On 27 September, a selection of Key Stage 2 children, who had applied for the position in writing, began their Play Buddy training.  The day consisted of various activities to promote inclusion and enjoyment as well as allowing children the opportunity to build self-confidence, develop relationships and play an active and meaningful role in our community.

After a few warm up games, the children shared some of their earliest memories of play.

In circle time, we shared our experiences of play.  We talked about what we used to play and the types of games we enjoy playing today.


Next, the children were split into groups and asked to organise statements into different categories, discussing whether they were fair, unfair, safe and unsafe.
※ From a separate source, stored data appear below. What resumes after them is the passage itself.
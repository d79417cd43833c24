//! Attribute schema registry
//!
//! This module defines the `AttributeSchema`: the process-wide registry of
//! known attributes, their compatibility and disambiguation rule strategies,
//! and the precedence order consulted during disambiguation.
//!
//! The schema follows a one-time-initialization lifecycle: it is assembled
//! through `AttributeSchemaBuilder` at configuration-load time, `build()`
//! validates it, and the result is immutable for the remainder of its
//! lifetime. After `build()` it may be read concurrently by any number of
//! simultaneous selections without synchronization.
//!
//! Rule dispatch is a tagged strategy per attribute (default-equality vs.
//! custom closure), not a trait hierarchy.

use crate::errors::{VxError, VxErrorKind};
use crate::model::{Attribute, AttributeValue};
use std::collections::{BTreeMap, BTreeSet};
use std::fmt;
use std::sync::Arc;

/// Outcome of a per-attribute compatibility check.
#[derive(Debug, Clone, Copy, PartialEq, Eq)]
pub enum Compatibility {
    Compatible,
    Incompatible,
}

/// Signature of a custom compatibility check.
///
/// Receives the requested value and the candidate's value for the attribute,
/// or `None` if the candidate does not declare it.
pub type CompatibilityFn =
    dyn Fn(&AttributeValue, Option<&AttributeValue>) -> Compatibility + Send + Sync;

/// Per-attribute compatibility strategy.
///
/// The default strategy is strict equality with absence counting as
/// incompatible. Anything softer (coercion, closest-value) belongs inside a
/// `Custom` rule; compatibility stays a boolean gate either way.
#[derive(Clone)]
pub enum CompatibilityRule {
    /// Compatible iff the candidate declares the attribute with an equal value
    EqualityDefault,
    /// Caller-supplied check
    Custom(Arc<CompatibilityFn>),
}

impl CompatibilityRule {
    /// Wrap a closure as a custom rule
    pub fn custom<F>(f: F) -> Self
    where
        F: Fn(&AttributeValue, Option<&AttributeValue>) -> Compatibility + Send + Sync + 'static,
    {
        CompatibilityRule::Custom(Arc::new(f))
    }

    /// Evaluate the rule for one requested/candidate value pair
    pub fn evaluate(
        &self,
        requested: &AttributeValue,
        candidate: Option<&AttributeValue>,
    ) -> Compatibility {
        match self {
            CompatibilityRule::EqualityDefault => match candidate {
                Some(value) if value == requested => Compatibility::Compatible,
                _ => Compatibility::Incompatible,
            },
            CompatibilityRule::Custom(f) => f(requested, candidate),
        }
    }
}

impl fmt::Debug for CompatibilityRule {
    fn fmt(&self, f: &mut fmt::Formatter<'_>) -> fmt::Result {
        match self {
            CompatibilityRule::EqualityDefault => write!(f, "CompatibilityRule::EqualityDefault"),
            CompatibilityRule::Custom(_) => write!(f, "CompatibilityRule::Custom(..)"),
        }
    }
}

/// Signature of a custom disambiguation preference.
///
/// Receives the distinct values present among currently-tied candidates and
/// returns the preferred subset.
pub type DisambiguationFn =
    dyn Fn(&BTreeSet<AttributeValue>) -> BTreeSet<AttributeValue> + Send + Sync;

/// Per-attribute disambiguation strategy.
#[derive(Clone)]
pub enum DisambiguationRule {
    /// Every present value is preferred: the attribute cannot break ties
    NoPreference,
    /// Caller-supplied preference over the distinct value set
    Custom(Arc<DisambiguationFn>),
}

impl DisambiguationRule {
    /// Wrap a closure as a custom rule
    pub fn custom<F>(f: F) -> Self
    where
        F: Fn(&BTreeSet<AttributeValue>) -> BTreeSet<AttributeValue> + Send + Sync + 'static,
    {
        DisambiguationRule::Custom(Arc::new(f))
    }

    /// Compute the preferred subset of `values`.
    ///
    /// A custom rule's output is sanitized: values it invents are dropped,
    /// and an empty result degrades to the full input set. A rule can
    /// prefer; it can never reject every candidate.
    pub fn preferred(&self, values: &BTreeSet<AttributeValue>) -> BTreeSet<AttributeValue> {
        match self {
            DisambiguationRule::NoPreference => values.clone(),
            DisambiguationRule::Custom(f) => {
                let chosen: BTreeSet<AttributeValue> =
                    f(values).intersection(values).cloned().collect();
                if chosen.is_empty() {
                    values.clone()
                } else {
                    chosen
                }
            }
        }
    }
}

impl fmt::Debug for DisambiguationRule {
    fn fmt(&self, f: &mut fmt::Formatter<'_>) -> fmt::Result {
        match self {
            DisambiguationRule::NoPreference => write!(f, "DisambiguationRule::NoPreference"),
            DisambiguationRule::Custom(_) => write!(f, "DisambiguationRule::Custom(..)"),
        }
    }
}

#[derive(Debug, Clone)]
struct RegisteredAttribute {
    attribute: Attribute,
    compatibility: CompatibilityRule,
    disambiguation: DisambiguationRule,
}

/// Immutable registry of attributes, rules, and precedence order.
///
/// Built once via [`AttributeSchemaBuilder`]; shared by reference across any
/// number of concurrent selections.
#[derive(Debug, Clone)]
pub struct AttributeSchema {
    registered: BTreeMap<String, RegisteredAttribute>,
    precedence: Vec<String>,
}

impl AttributeSchema {
    /// Start building a schema
    pub fn builder() -> AttributeSchemaBuilder {
        AttributeSchemaBuilder {
            registered: BTreeMap::new(),
            registration_order: Vec::new(),
            explicit_precedence: Vec::new(),
        }
    }

    /// Look up a registered attribute by name
    pub fn attribute(&self, name: &str) -> Option<&Attribute> {
        self.registered.get(name).map(|r| &r.attribute)
    }

    /// Whether an attribute with this name is registered
    pub fn is_registered(&self, name: &str) -> bool {
        self.registered.contains_key(name)
    }

    /// The compatibility strategy for an attribute.
    ///
    /// Unregistered attributes fall back to the default equality rule, so a
    /// consumer may request attributes the schema never heard of.
    pub fn compatibility_rule(&self, name: &str) -> CompatibilityRule {
        self.registered
            .get(name)
            .map(|r| r.compatibility.clone())
            .unwrap_or(CompatibilityRule::EqualityDefault)
    }

    /// The disambiguation strategy for an attribute
    pub fn disambiguation_rule(&self, name: &str) -> DisambiguationRule {
        self.registered
            .get(name)
            .map(|r| r.disambiguation.clone())
            .unwrap_or(DisambiguationRule::NoPreference)
    }

    /// The full effective precedence order: explicitly ordered attributes
    /// first, then the remaining registered attributes in registration order.
    pub fn precedence_order(&self) -> &[String] {
        &self.precedence
    }

    /// Number of registered attributes
    pub fn len(&self) -> usize {
        self.registered.len()
    }

    /// Whether the schema has no registered attributes
    pub fn is_empty(&self) -> bool {
        self.registered.is_empty()
    }
}

/// Builder for [`AttributeSchema`].
///
/// Collects registrations and the explicit precedence list; `build()`
/// validates and freezes the schema.
pub struct AttributeSchemaBuilder {
    registered: BTreeMap<String, RegisteredAttribute>,
    registration_order: Vec<String>,
    explicit_precedence: Vec<String>,
}

impl AttributeSchemaBuilder {
    /// Register an attribute with the default rules.
    ///
    /// # Errors
    ///
    /// `VxErrorKind::DuplicateAttribute` if the name was already registered
    /// with a different declared value kind. Re-registration with the same
    /// kind is allowed and replaces the stored rules.
    pub fn register_attribute(self, attribute: Attribute) -> Result<Self, VxError> {
        self.register_attribute_with_rules(
            attribute,
            CompatibilityRule::EqualityDefault,
            DisambiguationRule::NoPreference,
        )
    }

    /// Register an attribute together with its rule strategies.
    ///
    /// # Errors
    ///
    /// `VxErrorKind::DuplicateAttribute` if the name was already registered
    /// with a different declared value kind.
    pub fn register_attribute_with_rules(
        mut self,
        attribute: Attribute,
        compatibility: CompatibilityRule,
        disambiguation: DisambiguationRule,
    ) -> Result<Self, VxError> {
        if let Some(existing) = self.registered.get(&attribute.name) {
            if existing.attribute.kind != attribute.kind {
                return Err(VxError::new(VxErrorKind::DuplicateAttribute)
                    .with_attribute(attribute.name.clone())
                    .with_op("register_attribute")
                    .with_message(format!(
                        "attribute '{}' already registered with kind {}, now {}",
                        attribute.name, existing.attribute.kind, attribute.kind
                    )));
            }
        } else {
            self.registration_order.push(attribute.name.clone());
        }

        self.registered.insert(
            attribute.name.clone(),
            RegisteredAttribute {
                attribute,
                compatibility,
                disambiguation,
            },
        );
        Ok(self)
    }

    /// Declare the explicit head of the disambiguation precedence order.
    ///
    /// Attributes not listed here are evaluated after all explicitly ordered
    /// ones, in registration order. Names are validated at `build()`.
    pub fn precedence<I, S>(mut self, names: I) -> Self
    where
        I: IntoIterator<Item = S>,
        S: Into<String>,
    {
        self.explicit_precedence = names.into_iter().map(Into::into).collect();
        self
    }

    /// Validate and freeze the schema.
    ///
    /// # Errors
    ///
    /// `VxErrorKind::UnknownAttribute` if the explicit precedence list names
    /// an attribute that was never registered.
    pub fn build(self) -> Result<AttributeSchema, VxError> {
        for name in &self.explicit_precedence {
            if !self.registered.contains_key(name) {
                return Err(VxError::new(VxErrorKind::UnknownAttribute)
                    .with_attribute(name.clone())
                    .with_op("build_schema")
                    .with_message("precedence order names an unregistered attribute"));
            }
        }

        let mut precedence = self.explicit_precedence.clone();
        for name in &self.registration_order {
            if !precedence.contains(name) {
                precedence.push(name.clone());
            }
        }

        Ok(AttributeSchema {
            registered: self.registered,
            precedence,
        })
    }
}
LO: We are learning how to be inclusive. We are learning to keep children safe.




The group discussed what they thought the job of a Play Buddy would involve.  This was their thought process:

Helping others through games

Including everyone

Uniting others through games

Teaching fun and safe games

Listening to others

Leading through kindness


Talk – reassurance


Having empathy

Begin kind

Half way through the discussion a Year 6 child came up with the slogan:

“Invite and Unite”

After enjoying lunch together as a group, we became playground detectives.  We observed and learned to notice things going on in the playground.


As a play buddy it is important to be aware of how we speak to others.  After considering what a good listener is, in groups we worked together to reword badly phrased comments.



Then the children taught each other playground games that they could use in their role.